Codice

Odori provenienti dal ristorante

giovedì 9 novembre , 2017

odori

Si configura il reato di “getto pericoloso di cose

Gli odori prodotti dal ristorante, costituiscono il reato di “getto pericoloso di cose”, previsto dall’articolo 674 del codice penale, il quale individua l’applicazione della pena dell’arresto fino a un mese o l’ammenda fino a euro 206.

La fattispecie criminosa si reputa configurabile anche in presenza di “molestie olfattive”, quando vengono liberati cattivi odori, come ha stabilito la Corte di Cassazione con ordinanza del settembre scorso.

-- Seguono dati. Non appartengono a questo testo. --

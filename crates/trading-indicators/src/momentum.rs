//! Momentum indicators.

use serde::{Deserialize, Serialize};
use trading_core::traits::{Indicator, MultiOutputIndicator};

use crate::moving_average::{wilder_smooth, Ema};

/// Relative Strength Index (RSI) with Wilder smoothing.
#[derive(Debug, Clone)]
pub struct Rsi {
    period: usize,
}

impl Rsi {
    /// Common periods are 9, 14 and 21.
    pub fn new(period: usize) -> Self {
        assert!(period > 0, "Period must be greater than 0");
        Self { period }
    }
}

impl Indicator for Rsi {
    type Output = f64;

    fn calculate(&self, data: &[f64]) -> Vec<f64> {
        if data.len() <= self.period {
            return vec![];
        }

        let (gains, losses): (Vec<f64>, Vec<f64>) = data
            .windows(2)
            .map(|w| {
                let change = w[1] - w[0];
                if change > 0.0 {
                    (change, 0.0)
                } else {
                    (0.0, -change)
                }
            })
            .unzip();

        let avg_gains = wilder_smooth(&gains, self.period);
        let avg_losses = wilder_smooth(&losses, self.period);

        avg_gains
            .iter()
            .zip(avg_losses.iter())
            .map(|(&gain, &loss)| {
                if loss == 0.0 {
                    if gain == 0.0 {
                        50.0
                    } else {
                        100.0
                    }
                } else {
                    100.0 - (100.0 / (1.0 + gain / loss))
                }
            })
            .collect()
    }

    fn period(&self) -> usize {
        self.period + 1
    }

    fn name(&self) -> &str {
        "RSI"
    }
}

/// MACD output for one bar.
#[derive(Debug, Clone, Copy, Serialize, Deserialize)]
pub struct MacdOutput {
    /// Fast EMA minus slow EMA
    pub macd: f64,
    /// EMA of the MACD line
    pub signal: f64,
    pub histogram: f64,
}

/// Moving Average Convergence Divergence.
#[derive(Debug, Clone)]
pub struct Macd {
    fast_period: usize,
    slow_period: usize,
    signal_period: usize,
}

impl Macd {
    /// Standard 12/26/9.
    pub fn new() -> Self {
        Self::with_periods(12, 26, 9)
    }

    pub fn with_periods(fast: usize, slow: usize, signal: usize) -> Self {
        assert!(fast > 0 && slow > 0 && signal > 0);
        assert!(fast < slow, "Fast period must be less than slow period");
        Self {
            fast_period: fast,
            slow_period: slow,
            signal_period: signal,
        }
    }
}

impl Default for Macd {
    fn default() -> Self {
        Self::new()
    }
}

impl MultiOutputIndicator for Macd {
    type Outputs = MacdOutput;

    fn calculate(&self, data: &[f64]) -> Vec<MacdOutput> {
        if data.len() < self.period() {
            return vec![];
        }

        let fast_ema = Ema::new(self.fast_period).calculate(data);
        let slow_ema = Ema::new(self.slow_period).calculate(data);

        // The fast EMA starts earlier; drop its head so both line up.
        let offset = self.slow_period - self.fast_period;
        let macd_line: Vec<f64> = fast_ema[offset..]
            .iter()
            .zip(slow_ema.iter())
            .map(|(f, s)| f - s)
            .collect();

        let signal_line = Ema::new(self.signal_period).calculate(&macd_line);

        let offset = self.signal_period - 1;
        macd_line[offset..]
            .iter()
            .zip(signal_line.iter())
            .map(|(&macd, &signal)| MacdOutput {
                macd,
                signal,
                histogram: macd - signal,
            })
            .collect()
    }

    fn period(&self) -> usize {
        self.slow_period + self.signal_period - 1
    }

    fn name(&self) -> &str {
        "MACD"
    }
}

/// Stochastic oscillator output.
#[derive(Debug, Clone, Copy, Serialize, Deserialize)]
pub struct StochasticOutput {
    pub k: f64,
    /// SMA of %K
    pub d: f64,
}

/// Stochastic oscillator (%K / %D).
#[derive(Debug, Clone)]
pub struct Stochastic {
    k_period: usize,
    d_period: usize,
}

impl Stochastic {
    /// Standard 14/3.
    pub fn new() -> Self {
        Self::with_periods(14, 3)
    }

    pub fn with_periods(k_period: usize, d_period: usize) -> Self {
        assert!(k_period > 0 && d_period > 0);
        Self { k_period, d_period }
    }

    pub fn period(&self) -> usize {
        self.k_period + self.d_period - 1
    }

    pub fn calculate_ohlc(&self, high: &[f64], low: &[f64], close: &[f64]) -> Vec<StochasticOutput> {
        let len = high.len().min(low.len()).min(close.len());
        if len < self.period() {
            return vec![];
        }

        let mut k_values = Vec::with_capacity(len - self.k_period + 1);
        for i in (self.k_period - 1)..len {
            let start = i + 1 - self.k_period;
            let highest = high[start..=i]
                .iter()
                .cloned()
                .fold(f64::NEG_INFINITY, f64::max);
            let lowest = low[start..=i].iter().cloned().fold(f64::INFINITY, f64::min);

            let range = highest - lowest;
            let k = if range == 0.0 {
                50.0
            } else {
                ((close[i] - lowest) / range) * 100.0
            };
            k_values.push(k);
        }

        let d_period_f64 = self.d_period as f64;
        ((self.d_period - 1)..k_values.len())
            .map(|i| {
                let d = k_values[(i + 1 - self.d_period)..=i].iter().sum::<f64>() / d_period_f64;
                StochasticOutput { k: k_values[i], d }
            })
            .collect()
    }
}

impl Default for Stochastic {
    fn default() -> Self {
        Self::new()
    }
}

/// Rate of change in percent over `period` values.
///
/// Applied to volume for the volume ROC column.
#[derive(Debug, Clone)]
pub struct Roc {
    period: usize,
}

impl Roc {
    pub fn new(period: usize) -> Self {
        assert!(period > 0, "Period must be greater than 0");
        Self { period }
    }
}

impl Indicator for Roc {
    type Output = f64;

    fn calculate(&self, data: &[f64]) -> Vec<f64> {
        if data.len() <= self.period {
            return vec![];
        }
        data[self.period..]
            .iter()
            .zip(data.iter())
            .map(|(&cur, &prev)| {
                if prev == 0.0 {
                    0.0
                } else {
                    (cur - prev) / prev * 100.0
                }
            })
            .collect()
    }

    fn period(&self) -> usize {
        self.period + 1
    }

    fn name(&self) -> &str {
        "ROC"
    }
}

#[cfg(test)]
mod tests {
    use super::*;

    #[test]
    fn test_rsi_bounded() {
        let rsi = Rsi::new(14);
        let data: Vec<f64> = (0..60)
            .map(|i| 4500.0 + (i as f64 * 0.4).sin() * 12.0)
            .collect();

        let result = rsi.calculate(&data);
        assert_eq!(result.len(), data.len() - 14);
        assert!(result.iter().all(|v| (0.0..=100.0).contains(v)));
    }

    #[test]
    fn test_rsi_extremes() {
        let rsi = Rsi::new(5);
        let rising = rsi.calculate(&[1.0, 2.0, 3.0, 4.0, 5.0, 6.0, 7.0]);
        assert!((rising[0] - 100.0).abs() < 1e-10);

        let falling = rsi.calculate(&[7.0, 6.0, 5.0, 4.0, 3.0, 2.0, 1.0]);
        assert!(falling[0].abs() < 1e-10);

        let flat = rsi.calculate(&[3.0; 8]);
        assert!((flat[0] - 50.0).abs() < 1e-10);
    }

    #[test]
    fn test_macd_alignment() {
        let macd = Macd::with_periods(3, 6, 4);
        let data: Vec<f64> = (0..20).map(|i| 100.0 + i as f64).collect();
        let result = macd.calculate(&data);

        // 6 + 4 - 1 = 9 points of warm-up
        assert_eq!(result.len(), data.len() - 9 + 1);
        let last = result.last().unwrap();
        assert!(last.macd > 0.0);
        assert!((last.histogram - (last.macd - last.signal)).abs() < 1e-12);
    }

    #[test]
    fn test_macd_insufficient_data() {
        let macd = Macd::new();
        assert!(macd.calculate(&[1.0; 30]).is_empty());
        assert!(!macd.calculate(&[1.0; 34]).is_empty());
    }

    #[test]
    fn test_stochastic_close_at_high() {
        let stoch = Stochastic::with_periods(5, 3);
        let high = vec![10.0, 11.0, 12.0, 13.0, 14.0, 15.0, 16.0, 17.0];
        let low = vec![5.0, 6.0, 7.0, 8.0, 9.0, 10.0, 11.0, 12.0];

        let result = stoch.calculate_ohlc(&high, &low, &high);
        assert_eq!(result.len(), 8 - 7 + 1);
        assert!((result.last().unwrap().k - 100.0).abs() < 1e-10);
        assert!((result.last().unwrap().d - 100.0).abs() < 1e-10);
    }

    #[test]
    fn test_roc() {
        let roc = Roc::new(2);
        let result = roc.calculate(&[100.0, 50.0, 110.0, 100.0]);
        assert_eq!(result.len(), 2);
        assert!((result[0] - 10.0).abs() < 1e-10);
        assert!((result[1] - 100.0).abs() < 1e-10);
    }
}
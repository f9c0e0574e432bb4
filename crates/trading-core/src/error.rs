//! Error types shared across the workspace.

use thiserror::Error;

/// Top-level error.
#[derive(Error, Debug)]
pub enum TradingError {
    #[error("Configuration error: {0}")]
    Config(String),

    #[error("Strategy error: {0}")]
    Strategy(#[from] StrategyError),

    #[error("Data error: {0}")]
    Data(#[from] DataError),

    #[error("Indicator error: {0}")]
    Indicator(#[from] IndicatorError),

    #[error("News error: {0}")]
    News(#[from] NewsError),

    #[error("IO error: {0}")]
    Io(#[from] std::io::Error),

    #[error("Serialization error: {0}")]
    Serialization(String),

    #[error("Internal error: {0}")]
    Internal(String),
}

impl From<serde_json::Error> for TradingError {
    fn from(err: serde_json::Error) -> Self {
        TradingError::Serialization(err.to_string())
    }
}

/// Signal generation and parameter errors.
#[derive(Error, Debug)]
pub enum StrategyError {
    #[error("Insufficient data: need {required} bars, have {available}")]
    InsufficientData { required: usize, available: usize },

    #[error("No indicators configured")]
    NoIndicators,

    #[error("Strategy error: {0}")]
    Internal(String),
}

/// Data source errors.
#[derive(Error, Debug)]
pub enum DataError {
    #[error("Symbol not found: {0}")]
    SymbolNotFound(String),

    #[error("No data available for the requested range")]
    NoDataAvailable,

    #[error("Invalid timeframe: {0}")]
    InvalidTimeframe(String),

    #[error("Connection error: {0}")]
    ConnectionError(String),

    #[error("Parse error: {0}")]
    ParseError(String),

    #[error("Cache error: {0}")]
    CacheError(String),

    #[error("Data source error: {0}")]
    Internal(String),
}

/// Indicator calculation errors.
#[derive(Error, Debug)]
pub enum IndicatorError {
    #[error("Insufficient data: need {required} points, have {available}")]
    InsufficientData { required: usize, available: usize },

    #[error("Invalid parameter: {0}")]
    InvalidParameter(String),
}

/// News feed, sentiment and notification errors.
#[derive(Error, Debug)]
pub enum NewsError {
    #[error("Request failed: {0}")]
    Request(String),

    #[error("Feed parse error: {0}")]
    Feed(String),

    #[error("Telegram API error: {0}")]
    Telegram(String),

    #[error("Missing configuration: {0}")]
    Configuration(String),
}

/// Result type alias used by library crates.
pub type TradingResult<T> = Result<T, TradingError>;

Il contenuto dell’ articolo 674 del codice penale

Infatti la disposizione fa riferimento in maniera esplicita a “cose atte a offendere o imbrattare o molestare le persone”, ciò comporta che si tratti di un reato di mero pericolo e che, per la sua configurazione, non è necessario che la condotta in abbia generato un danno.

Inoltre, l’articolo 674, non elenca i modi con cui il getto o il versamento di cose debbano essere effettuati, e la Cassazione con sentenza n. 15956 del 2014 dice: “rientra nella fattispecie incriminatrice anche la condotta del condomino che, innaffiando i fiori del proprio appartamento per mezzo di un impianto automatico, getta acqua mista a terriccio nell’appartamento sottostante imbrattandone il davanzale, i vetri ed altre suppellettili, provocando altresì la caduta di un pezzo di intonaco all’interno dell’appartamento della parte offesa”.

L’orientamento della Cassazione

Il titolare di un ristorante venne condannato in primo grado, per l’emissione di cattivi odori; propose  appello, poi convertito in ricorso per Cassazione, nel quale l’imputato sosteneva l’insussistenza della sua condotta e, comunque, l‘assenza di dolo.

La Corte di Cassazione, dichiarava l’inammissibilità del ricorso, sottolineando che “la sentenza in esame ha fatto buon governo del principio a mente del quale il reato di cui all’art. 674 cod. pen. (Getto pericoloso di cose) è configurabile anche in presenza di molestie olfattive promananti da impianto munito di autorizzazione per le emissioni in atmosfera (e rispettoso dei relativi limiti, come nel caso di specie), e ciò perché non esiste una normativa statale che preveda disposizioni specifiche – e, quindi, valori soglia – in materia di odori,  e che, al fine di valutare la presenza o meno della molestia, si deve tener conto del concetto di normale tollerabilità, previsto dall’art. 844 cod. civ. in un’ottica strettamente individualistica”.

Anche con la sentenza 14467 del 2017, la Cassazione aveva confermato la condanna di un privato perché nella cucina del suo appartamento cucinava piatti, con ingredienti che emettevano odori molesti, così come è stato condannato chi si limitava a installare un barbecue (sentenza della Cassazione 15246 del 2017 con condanna però solo civile).